If you're not a Tex-Mex foodie, you're just missing out. I'm a big Tex-Mex foodie and I'm still missing out... COVID-19 has my Mexican food cravings totally NOT satiated. I'm getting so desperate for Mexican food that the frozen enchilada dinner in the freezer is beginning to look really good. Oh, how I long for those awesome chicken fajitas and green chili dip from Chuy's...
Enough of the food stuff talk... Let's get into the meat of the market (pardon the pun)!
All the strategies are holding 100% cash with the exception of Tactical Growth. Our only holding (COSTCO), in Tactical Growth, turned in a nice gain today of a little over 1%. The market boomed higher for most of the day and gave up some gains at the end to close the day at gain of about 0.6% on the DJIA.
Our on-going test of the "Delta-Neutral" (the strategy name of our investment algorithm for high-volatility, anti-whipsaw markets) had a great day, giving us a total portfolio gain of about 0.8%. Per the algo's rules, we started the day 100% invested with 50% in a 2x bull ETF and 50% in a 2x Bear ETF. The Bear ETF stopped out early and we closed the Bull ETF after about a 1.3% gain for the day. We put the same 50/50 traded on again at the closing bell this afternoon. This means, the strategy will be flat at the open in the morning, regardless of whether the market is up/down or flat; this is because we will have a 50% double-long trade on and a 50% double-short trade on at the market open. Then, we will let the market take whichever side it wants. This strategy absolutely does not care which way the market goes tomorrow. If it moves up, the short 2x ETF will stop out quickly and the long 2x ETF will double the move higher in the market. If the market moves down tomorrow, the long 2x ETF will stop out quickly and the 2x short ETF will move up twice as fast as the market moves down. The Delta-Neutral strategy is totally agnostic about the direction of the market. It is designed to capture the 'trend-of-the-day'. So far, the test results are 'mostly' positive as we fine tune the algorithms. I am not ready to put it to work with client capital... not yet, anyway. Right now, I'm just testing it with my money.
Now, with two whole days in a row of a positive market, are you ready to jump onto the V-Shaped Recovery bandwagon? No? Well... I don't blame you. Neither am I, but you and I both know the market is never wrong. If this week continues to be positive, I am willing to begin nibbling back into the bullish side of the market, but if the market ends flat or is not showing any serious signs of a trend one way or the other, we will continue to sit on cash and get what income we can from it.

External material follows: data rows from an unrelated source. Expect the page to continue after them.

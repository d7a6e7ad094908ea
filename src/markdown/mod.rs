//! Markdown ⇄ block tree transcoding.

mod export;
mod import;

pub use export::to_markdown;
pub use import::to_blocks;
//! In-memory [`RemoteApi`] implementation for tests. Pages live in a shared
//! store behind `Rc<RefCell>` so a test can keep a handle for assertions
//! while the code under test owns a clone. Call counters record the request
//! pattern, and `page_size` is small and tunable so cursor chains are
//! exercised without thousands of fixtures.

use std::cell::{Ref, RefCell, RefMut};
use std::collections::HashMap;
use std::rc::Rc;

use serde_json::Value;
use uuid::Uuid;

use crate::blocks::Block;

use super::{
    BlockPage, FetchedBlock, NotionError, ParentRef, RemoteApi, RemotePage, SearchPage,
    SearchResult,
};

#[derive(Debug, Clone)]
pub struct FakePage {
    pub parent: Option<String>,
    pub title: String,
    pub blocks: Vec<(String, Block)>,
    pub child_ids: Vec<String>,
    pub archived: bool,
    pub topic: Option<String>,
}

#[derive(Debug, Default)]
pub struct State {
    pub pages: HashMap<String, FakePage>,
    page_order: Vec<String>,
    next_id: u128,
    pub page_size: usize,
    pub create_calls: usize,
    pub create_children_sizes: Vec<usize>,
    pub append_batches: Vec<usize>,
    pub list_calls: usize,
    pub delete_calls: usize,
    pub reject_topic: bool,
    /// Listing this block id fails with a server error.
    pub fail_list_for: Option<String>,
    /// Append calls fail once this many have succeeded.
    pub fail_append_after: Option<usize>,
}

impl State {
    fn next_id(&mut self) -> String {
        self.next_id += 1;
        Uuid::from_u128(self.next_id).to_string()
    }

    fn insert_page(&mut self, id: &str, parent: Option<&str>, title: &str, blocks: Vec<Block>) {
        let blocks = blocks
            .into_iter()
            .map(|block| {
                let block_id = format!("blk-{}", self.next_id());
                (block_id, block)
            })
            .collect();
        self.pages.insert(
            id.to_string(),
            FakePage {
                parent: parent.map(str::to_string),
                title: title.to_string(),
                blocks,
                child_ids: Vec::new(),
                archived: false,
                topic: None,
            },
        );
        self.page_order.push(id.to_string());
        if let Some(parent) = parent {
            if let Some(page) = self.pages.get_mut(parent) {
                page.child_ids.push(id.to_string());
            }
        }
    }
}

fn not_found(what: &str) -> NotionError {
    NotionError::Api {
        status: 404,
        code: "object_not_found".to_string(),
        message: format!("Could not find {what}"),
    }
}

fn server_error() -> NotionError {
    NotionError::Api {
        status: 500,
        code: "internal_server_error".to_string(),
        message: "something went wrong".to_string(),
    }
}

#[derive(Clone)]
pub struct FakeApi(Rc<RefCell<State>>);

impl FakeApi {
    /// Fresh store containing one root page with the given id.
    pub fn with_root(root_id: &str) -> Self {
        let api = FakeApi(Rc::new(RefCell::new(State {
            page_size: 100,
            ..State::default()
        })));
        api.state_mut().insert_page(root_id, None, "Root", Vec::new());
        api
    }

    pub fn state(&self) -> Ref<'_, State> {
        self.0.borrow()
    }

    pub fn state_mut(&self) -> RefMut<'_, State> {
        self.0.borrow_mut()
    }

    pub fn add_page(&self, id: &str, parent: Option<&str>, title: &str, blocks: Vec<Block>) {
        self.state_mut().insert_page(id, parent, title, blocks);
    }
}

impl RemoteApi for FakeApi {
    fn retrieve_page(&self, page_id: &str) -> Result<RemotePage, NotionError> {
        let state = self.0.borrow();
        let page = state.pages.get(page_id).ok_or_else(|| not_found("page"))?;
        Ok(RemotePage {
            id: page_id.to_string(),
            title: page.title.clone(),
            archived: page.archived,
        })
    }

    fn list_children(
        &self,
        block_id: &str,
        cursor: Option<&str>,
    ) -> Result<BlockPage, NotionError> {
        let mut state = self.0.borrow_mut();
        state.list_calls += 1;
        if state.fail_list_for.as_deref() == Some(block_id) {
            return Err(server_error());
        }
        let page_size = state.page_size;
        let page = state.pages.get(block_id).ok_or_else(|| not_found("block"))?;

        // Content blocks first, then child-page edges, mirroring how the
        // sync engine writes them.
        let mut all: Vec<FetchedBlock> = page
            .blocks
            .iter()
            .map(|(id, block)| FetchedBlock {
                id: id.clone(),
                has_children: false,
                block: block.clone(),
            })
            .collect();
        for child_id in &page.child_ids {
            if let Some(child) = state.pages.get(child_id) {
                all.push(FetchedBlock {
                    id: child_id.clone(),
                    has_children: true,
                    block: Block::ChildPage {
                        title: child.title.clone(),
                    },
                });
            }
        }

        let start: usize = cursor.and_then(|c| c.parse().ok()).unwrap_or(0);
        let end = (start + page_size).min(all.len());
        let has_more = end < all.len();
        Ok(BlockPage {
            results: all[start..end].to_vec(),
            has_more,
            next_cursor: has_more.then(|| end.to_string()),
        })
    }

    fn append_children(&self, block_id: &str, blocks: &[Block]) -> Result<(), NotionError> {
        let mut state = self.0.borrow_mut();
        if !state.pages.contains_key(block_id) {
            return Err(not_found("block"));
        }
        if let Some(limit) = state.fail_append_after {
            if state.append_batches.len() >= limit {
                return Err(server_error());
            }
        }
        state.append_batches.push(blocks.len());
        let with_ids: Vec<(String, Block)> = blocks
            .iter()
            .map(|block| (format!("blk-{}", state.next_id()), block.clone()))
            .collect();
        if let Some(page) = state.pages.get_mut(block_id) {
            page.blocks.extend(with_ids);
        }
        Ok(())
    }

    fn delete_block(&self, block_id: &str) -> Result<(), NotionError> {
        let mut state = self.0.borrow_mut();
        for page in state.pages.values_mut() {
            if let Some(pos) = page.blocks.iter().position(|(id, _)| id == block_id) {
                page.blocks.remove(pos);
                state.delete_calls += 1;
                return Ok(());
            }
        }
        Err(not_found("block"))
    }

    fn create_page(
        &self,
        parent: &ParentRef,
        properties: &Value,
        children: &[Block],
    ) -> Result<String, NotionError> {
        let mut state = self.0.borrow_mut();
        state.create_calls += 1;

        let topic = properties["Topic"]["select"]["name"]
            .as_str()
            .map(str::to_string);
        if state.reject_topic && topic.is_some() {
            return Err(NotionError::Api {
                status: 400,
                code: "validation_error".to_string(),
                message: "Topic is not a property that exists".to_string(),
            });
        }
        state.create_children_sizes.push(children.len());

        let title = properties
            .as_object()
            .and_then(|map| map.values().find(|v| v.get("title").is_some()))
            .and_then(|v| v["title"][0]["text"]["content"].as_str())
            .unwrap_or("Untitled")
            .to_string();
        let parent_id = match parent {
            ParentRef::Page(id) | ParentRef::Database(id) => id.clone(),
        };

        let id = state.next_id();
        state.insert_page(&id, Some(&parent_id), &title, children.to_vec());
        if let Some(page) = state.pages.get_mut(&id) {
            page.topic = topic;
        }
        Ok(id)
    }

    fn update_page(
        &self,
        page_id: &str,
        properties: Option<&Value>,
        archived: Option<bool>,
    ) -> Result<(), NotionError> {
        let mut state = self.0.borrow_mut();
        let page = state
            .pages
            .get_mut(page_id)
            .ok_or_else(|| not_found("page"))?;
        if let Some(properties) = properties {
            if let Some(title) = properties["title"]["title"][0]["text"]["content"].as_str() {
                page.title = title.to_string();
            }
        }
        if let Some(archived) = archived {
            page.archived = archived;
        }
        Ok(())
    }

    fn search(&self, cursor: Option<&str>) -> Result<SearchPage, NotionError> {
        let state = self.0.borrow();
        let all: Vec<SearchResult> = state
            .page_order
            .iter()
            .filter_map(|id| {
                state.pages.get(id).map(|page| SearchResult {
                    id: id.clone(),
                    object: "page".to_string(),
                    title: page.title.clone(),
                })
            })
            .collect();

        let start: usize = cursor.and_then(|c| c.parse().ok()).unwrap_or(0);
        let end = (start + state.page_size).min(all.len());
        let has_more = end < all.len();
        Ok(SearchPage {
            results: all[start..end].to_vec(),
            has_more,
            next_cursor: has_more.then(|| end.to_string()),
        })
    }
}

According to a CNBC article: This comeback rally for stocks won’t last, if history is any indication. Data compiled by investor Howard Marks shows that, during the two previous bear markets, the first big comeback rallies have been followed by sharp declines until a bottom was ultimately reached. “The first and second declines were followed by substantial rallies . . . which then gave way to even bigger declines,” Marks, co-founder of Oaktree Capital, wrote in a memo.

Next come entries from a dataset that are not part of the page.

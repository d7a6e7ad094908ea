//! Tree synchronization engine: identity bookkeeping plus the push and pull
//! orchestrators.

mod idmap;
mod pull;
mod push;

pub use idmap::IdentityMap;
pub use pull::{PullStats, PullSync};
pub use push::{PushStats, PushSync};

use std::path::{Path, PathBuf};

use log::warn;
use walkdir::WalkDir;

/// Name of the document that represents a directory's own page.
pub const INDEX_FILE: &str = "index.md";

/// All markdown files under `root`, in lexicographic path order. Duplicate
/// identity resolution depends on this order being stable.
pub fn markdown_files(root: &Path) -> Vec<PathBuf> {
    WalkDir::new(root)
        .sort_by_file_name()
        .into_iter()
        .filter_map(|entry| match entry {
            Ok(entry) => Some(entry),
            Err(e) => {
                warn!("Skipping unreadable entry: {e}");
                None
            }
        })
        .filter(|entry| entry.file_type().is_file())
        .filter(|entry| entry.path().extension().is_some_and(|ext| ext == "md"))
        .map(|entry| entry.into_path())
        .collect()
}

Mr. Marks could be right (and I would not be surprised if he is), but he is just guessing and we have never (never in history) had a global pandemic that resulted in a near total shutdown of the world's economies. No one knows how we (and the stock market) are going to come out of this. I continue to be ready to jump on the next major down-trend with inverse ETFs. The 200-day moving average of the Total Market Index is in a bear-trending slope and has not changed that downward slope in almost two months.
But, there is absolutely no way to know how impactful (or not) trillions upon trillions of Quantitative Easing dollars (or whatever the government wants to call it) will be on arresting the potential economic catastrophe and/or providing the requisite stimuli to get the economy growing again.
For another point of view Goldman Sachs says the economy has ‘probably bottomed now’ ahead of a second-half surge... wow, now THAT is a glass half-full point of view.
I prefer to take what the market gives us. When we get longer term trends than a few days, we'll take it; if not, perhaps my Delta-Neutral algorithms will prove to be a great way to weather this frenetic, whipsaw market.